- Home media cover
- Directed by: Peter Dukes
- Written by: Peter Dukes
- Starring: Skeet Ulrich Sean Young
- Cinematography: Pierluigi Malavasi
- Edited by: Eric Won
- Music by: D. E. Christensen Deputi
- Release date: May 8, 2018 (Redbox);
- Running time: 86 minutes
- Country: United States
- Language: English

= Escape Room (2018 film) =

Escape Room is a 2018 American horror film directed by Peter Dukes and starring Skeet Ulrich. The film centers on a group of survivors who challenged themselves to an escape room. The owner of the place bought an antique demonic box to be used as a prop, which turns out to be evil that possesses whoever opens it and kills the victims.

==Plot==
Brice, the owner of a horror Escape Room, wants to up the ante of his rooms to compete with new rooms opening in his area. He visits an antique store and finds an ancient, "cursed" box and puts it in his new room. Four friends visit the room and discover a deadly game created by the demon in the box.

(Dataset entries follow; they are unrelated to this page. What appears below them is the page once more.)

use async_trait::async_trait;
use poise::serenity_prelude as serenity;
use tracing::debug;

pub const PAGE_SIZE: u8 = 100;

#[derive(Debug, Clone, Copy, PartialEq, Eq)]
pub struct HistoryMessage {
    pub id: serenity::MessageId,
    pub author_id: serenity::UserId,
}

/// Backward-paging view of one DM channel.
#[async_trait]
pub trait DmHistory {
    type Error: std::fmt::Display + Send;

    /// Up to `limit` messages older than `before`, newest first.
    async fn page(
        &self,
        before: Option<serenity::MessageId>,
        limit: u8,
    ) -> Result<Vec<HistoryMessage>, Self::Error>;

    async fn delete(&self, id: serenity::MessageId) -> Result<(), Self::Error>;
}

/// Deletes every message `own_id` authored in the channel and returns how many went.
/// A failed delete is skipped and not counted; a failed page fetch aborts.
pub async fn clear_own_messages<H>(history: &H, own_id: serenity::UserId) -> Result<usize, H::Error>
where
    H: DmHistory + Sync,
{
    let mut deleted = 0;
    let mut before = None;

    loop {
        let page = history.page(before, PAGE_SIZE).await?;
        let Some(oldest) = page.last() else {
            break;
        };
        before = Some(oldest.id);

        for message in page.iter().filter(|m| m.author_id == own_id) {
            match history.delete(message.id).await {
                Ok(()) => deleted += 1,
                Err(e) => debug!("Could not delete message {}: {}", message.id, e),
            }
        }

        if page.len() < PAGE_SIZE as usize {
            break;
        }
    }

    Ok(deleted)
}

pub struct ChannelHistory<'a> {
    pub http: &'a serenity::Http,
    pub channel_id: serenity::ChannelId,
}

#[async_trait]
impl DmHistory for ChannelHistory<'_> {
    type Error = serenity::Error;

    async fn page(
        &self,
        before: Option<serenity::MessageId>,
        limit: u8,
    ) -> Result<Vec<HistoryMessage>, Self::Error> {
        let mut request = serenity::GetMessages::new().limit(limit);
        if let Some(id) = before {
            request = request.before(id);
        }

        let messages = self.channel_id.messages(self.http, request).await?;
        Ok(messages
            .into_iter()
            .map(|m| HistoryMessage {
                id: m.id,
                author_id: m.author.id,
            })
            .collect())
    }

    async fn delete(&self, id: serenity::MessageId) -> Result<(), Self::Error> {
        self.channel_id.delete_message(self.http, id).await
    }
}

#[cfg(test)]
mod tests {
    use super::*;
    use std::collections::HashSet;
    use std::sync::Mutex;

    const BOT: u64 = 1;
    const USER: u64 = 2;

    /// In-memory channel. Ids grow with time, so "older" means a smaller id.
    struct FakeHistory {
        messages: Mutex<Vec<HistoryMessage>>,
        failing: HashSet<u64>,
        pages_served: Mutex<usize>,
    }

    impl FakeHistory {
        fn new(authors: &[u64], failing: &[u64]) -> Self {
            let messages = authors
                .iter()
                .enumerate()
                .map(|(i, author)| HistoryMessage {
                    id: serenity::MessageId::new(i as u64 + 1),
                    author_id: serenity::UserId::new(*author),
                })
                .collect();
            FakeHistory {
                messages: Mutex::new(messages),
                failing: failing.iter().copied().collect(),
                pages_served: Mutex::new(0),
            }
        }

        fn remaining_by(&self, author: u64) -> usize {
            self.messages
                .lock()
                .unwrap()
                .iter()
                .filter(|m| m.author_id.get() == author)
                .count()
        }
    }

    #[async_trait]
    impl DmHistory for FakeHistory {
        type Error = String;

        async fn page(
            &self,
            before: Option<serenity::MessageId>,
            limit: u8,
        ) -> Result<Vec<HistoryMessage>, Self::Error> {
            *self.pages_served.lock().unwrap() += 1;
            let messages = self.messages.lock().unwrap();
            Ok(messages
                .iter()
                .rev()
                .filter(|m| before.map_or(true, |b| m.id < b))
                .take(limit as usize)
                .copied()
                .collect())
        }

        async fn delete(&self, id: serenity::MessageId) -> Result<(), Self::Error> {
            if self.failing.contains(&id.get()) {
                return Err(format!("refused {}", id));
            }
            self.messages.lock().unwrap().retain(|m| m.id != id);
            Ok(())
        }
    }

    #[tokio::test]
    async fn deletes_every_own_message_across_pages() {
        let history = FakeHistory::new(&[BOT; 250], &[]);
        let deleted = clear_own_messages(&history, serenity::UserId::new(BOT)).await.unwrap();
        assert_eq!(deleted, 250);
        assert_eq!(history.remaining_by(BOT), 0);
        assert_eq!(*history.pages_served.lock().unwrap(), 3);
    }

    #[tokio::test]
    async fn leaves_other_authors_alone() {
        let authors: Vec<u64> = (0..300).map(|i| if i % 3 == 0 { USER } else { BOT }).collect();
        let history = FakeHistory::new(&authors, &[]);
        let deleted = clear_own_messages(&history, serenity::UserId::new(BOT)).await.unwrap();
        assert_eq!(deleted, 200);
        assert_eq!(history.remaining_by(BOT), 0);
        assert_eq!(history.remaining_by(USER), 100);
    }

    #[tokio::test]
    async fn failed_deletes_do_not_stop_the_sweep() {
        // Ids 250, 120 and 3 land on each of the three pages.
        let history = FakeHistory::new(&[BOT; 250], &[250, 120, 3]);
        let deleted = clear_own_messages(&history, serenity::UserId::new(BOT)).await.unwrap();
        assert_eq!(deleted, 247);
        assert_eq!(history.remaining_by(BOT), 3);
    }

    #[tokio::test]
    async fn exact_page_multiple_needs_one_empty_page() {
        let history = FakeHistory::new(&[BOT; 200], &[]);
        let deleted = clear_own_messages(&history, serenity::UserId::new(BOT)).await.unwrap();
        assert_eq!(deleted, 200);
        assert_eq!(*history.pages_served.lock().unwrap(), 3);
    }

    #[tokio::test]
    async fn empty_channel_deletes_nothing() {
        let history = FakeHistory::new(&[], &[]);
        let deleted = clear_own_messages(&history, serenity::UserId::new(BOT)).await.unwrap();
        assert_eq!(deleted, 0);
        assert_eq!(*history.pages_served.lock().unwrap(), 1);
    }
}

They are unable to leave the room unless they solve the puzzles.

==Cast==
- Skeet Ulrich as Brice
- Sean Young as Ramona
- Christine Donlon as Jess
- Randy Wayne as Jeff
- Matt McVay as Ben
- Ashley Gallegos as Angie
- Hayley Goldstein as Molly
- Iyad Hajjaj as Ammon
- Ibrahim Elkest as Mohamed
- Taylor Piedmonte as Stitchface
- Hayley Mclaughin as Hannah

==Production==
Filming wrapped in May 2016.

==Release==
The film was released via Redbox on May 8, 2018.